Problem statement
Among the entries that follow, find every line with the word "alpha" and list it.

The records
^^^^^^^^^^^^^^^^
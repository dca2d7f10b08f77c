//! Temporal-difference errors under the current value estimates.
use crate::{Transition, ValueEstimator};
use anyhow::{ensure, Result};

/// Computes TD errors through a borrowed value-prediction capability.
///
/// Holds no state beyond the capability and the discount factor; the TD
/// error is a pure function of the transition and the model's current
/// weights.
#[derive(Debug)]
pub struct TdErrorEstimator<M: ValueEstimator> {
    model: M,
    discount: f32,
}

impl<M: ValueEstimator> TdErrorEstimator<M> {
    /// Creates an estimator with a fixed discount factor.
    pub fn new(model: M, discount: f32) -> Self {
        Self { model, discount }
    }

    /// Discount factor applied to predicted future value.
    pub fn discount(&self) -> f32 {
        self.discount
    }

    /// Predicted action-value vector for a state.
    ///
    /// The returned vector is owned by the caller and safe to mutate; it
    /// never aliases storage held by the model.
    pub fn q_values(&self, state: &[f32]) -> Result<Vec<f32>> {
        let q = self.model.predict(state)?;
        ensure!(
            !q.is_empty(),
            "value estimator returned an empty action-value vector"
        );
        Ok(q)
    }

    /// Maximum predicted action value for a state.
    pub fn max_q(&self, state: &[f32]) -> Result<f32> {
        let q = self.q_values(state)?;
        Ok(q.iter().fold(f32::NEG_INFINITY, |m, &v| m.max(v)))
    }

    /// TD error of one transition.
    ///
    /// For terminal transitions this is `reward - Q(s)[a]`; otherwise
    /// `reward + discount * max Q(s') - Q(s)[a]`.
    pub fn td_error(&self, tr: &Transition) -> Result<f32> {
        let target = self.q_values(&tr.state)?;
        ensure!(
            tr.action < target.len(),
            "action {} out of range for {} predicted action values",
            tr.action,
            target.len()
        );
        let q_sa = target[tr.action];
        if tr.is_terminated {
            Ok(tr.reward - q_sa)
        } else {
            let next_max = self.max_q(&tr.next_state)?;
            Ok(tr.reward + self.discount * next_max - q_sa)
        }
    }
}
^^^^^^^^^^^^^^^^
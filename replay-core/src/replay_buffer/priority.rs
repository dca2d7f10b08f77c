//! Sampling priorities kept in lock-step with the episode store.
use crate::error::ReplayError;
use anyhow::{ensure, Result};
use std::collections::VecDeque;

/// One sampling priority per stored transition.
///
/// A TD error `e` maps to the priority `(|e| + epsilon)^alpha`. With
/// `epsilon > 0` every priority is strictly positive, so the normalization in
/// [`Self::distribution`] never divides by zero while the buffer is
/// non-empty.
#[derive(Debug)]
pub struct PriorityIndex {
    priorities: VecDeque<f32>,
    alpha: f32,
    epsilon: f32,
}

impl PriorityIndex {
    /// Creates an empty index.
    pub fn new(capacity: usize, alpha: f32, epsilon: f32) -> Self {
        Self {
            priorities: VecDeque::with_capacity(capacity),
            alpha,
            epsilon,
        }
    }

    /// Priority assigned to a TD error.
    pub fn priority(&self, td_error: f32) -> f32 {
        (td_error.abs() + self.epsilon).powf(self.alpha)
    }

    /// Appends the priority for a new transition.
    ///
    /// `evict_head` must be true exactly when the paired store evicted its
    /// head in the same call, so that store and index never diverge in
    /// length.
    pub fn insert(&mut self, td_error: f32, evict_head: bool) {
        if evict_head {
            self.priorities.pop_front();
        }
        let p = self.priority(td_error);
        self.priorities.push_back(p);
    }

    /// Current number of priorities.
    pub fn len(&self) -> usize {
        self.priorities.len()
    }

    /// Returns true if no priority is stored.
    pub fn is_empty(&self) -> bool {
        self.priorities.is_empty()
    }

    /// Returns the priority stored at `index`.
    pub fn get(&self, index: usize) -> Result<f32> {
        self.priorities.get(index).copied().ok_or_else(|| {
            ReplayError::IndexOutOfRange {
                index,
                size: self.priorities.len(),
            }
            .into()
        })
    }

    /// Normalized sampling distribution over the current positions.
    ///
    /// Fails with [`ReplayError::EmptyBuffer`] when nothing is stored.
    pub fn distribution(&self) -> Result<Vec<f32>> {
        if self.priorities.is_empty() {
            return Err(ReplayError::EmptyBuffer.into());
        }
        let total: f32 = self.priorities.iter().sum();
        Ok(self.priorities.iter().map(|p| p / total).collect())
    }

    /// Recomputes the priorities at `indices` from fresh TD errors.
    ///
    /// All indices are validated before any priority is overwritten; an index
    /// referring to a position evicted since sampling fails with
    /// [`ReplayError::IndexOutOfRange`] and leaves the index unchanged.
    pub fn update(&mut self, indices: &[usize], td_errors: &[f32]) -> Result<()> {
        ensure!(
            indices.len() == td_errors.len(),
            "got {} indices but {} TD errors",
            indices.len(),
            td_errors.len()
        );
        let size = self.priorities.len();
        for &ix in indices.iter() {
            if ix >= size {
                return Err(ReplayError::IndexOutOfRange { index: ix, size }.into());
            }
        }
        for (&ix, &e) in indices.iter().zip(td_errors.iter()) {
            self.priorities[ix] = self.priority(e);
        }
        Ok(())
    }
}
^^^^^^^^^^^^^^^^
Task output
/// A TD error `e` maps to the priority `(|e| + epsilon)^alpha`. With
    alpha: f32,
    pub fn new(capacity: usize, alpha: f32, epsilon: f32) -> Self {
            alpha,
        (td_error.abs() + self.epsilon).powf(self.alpha)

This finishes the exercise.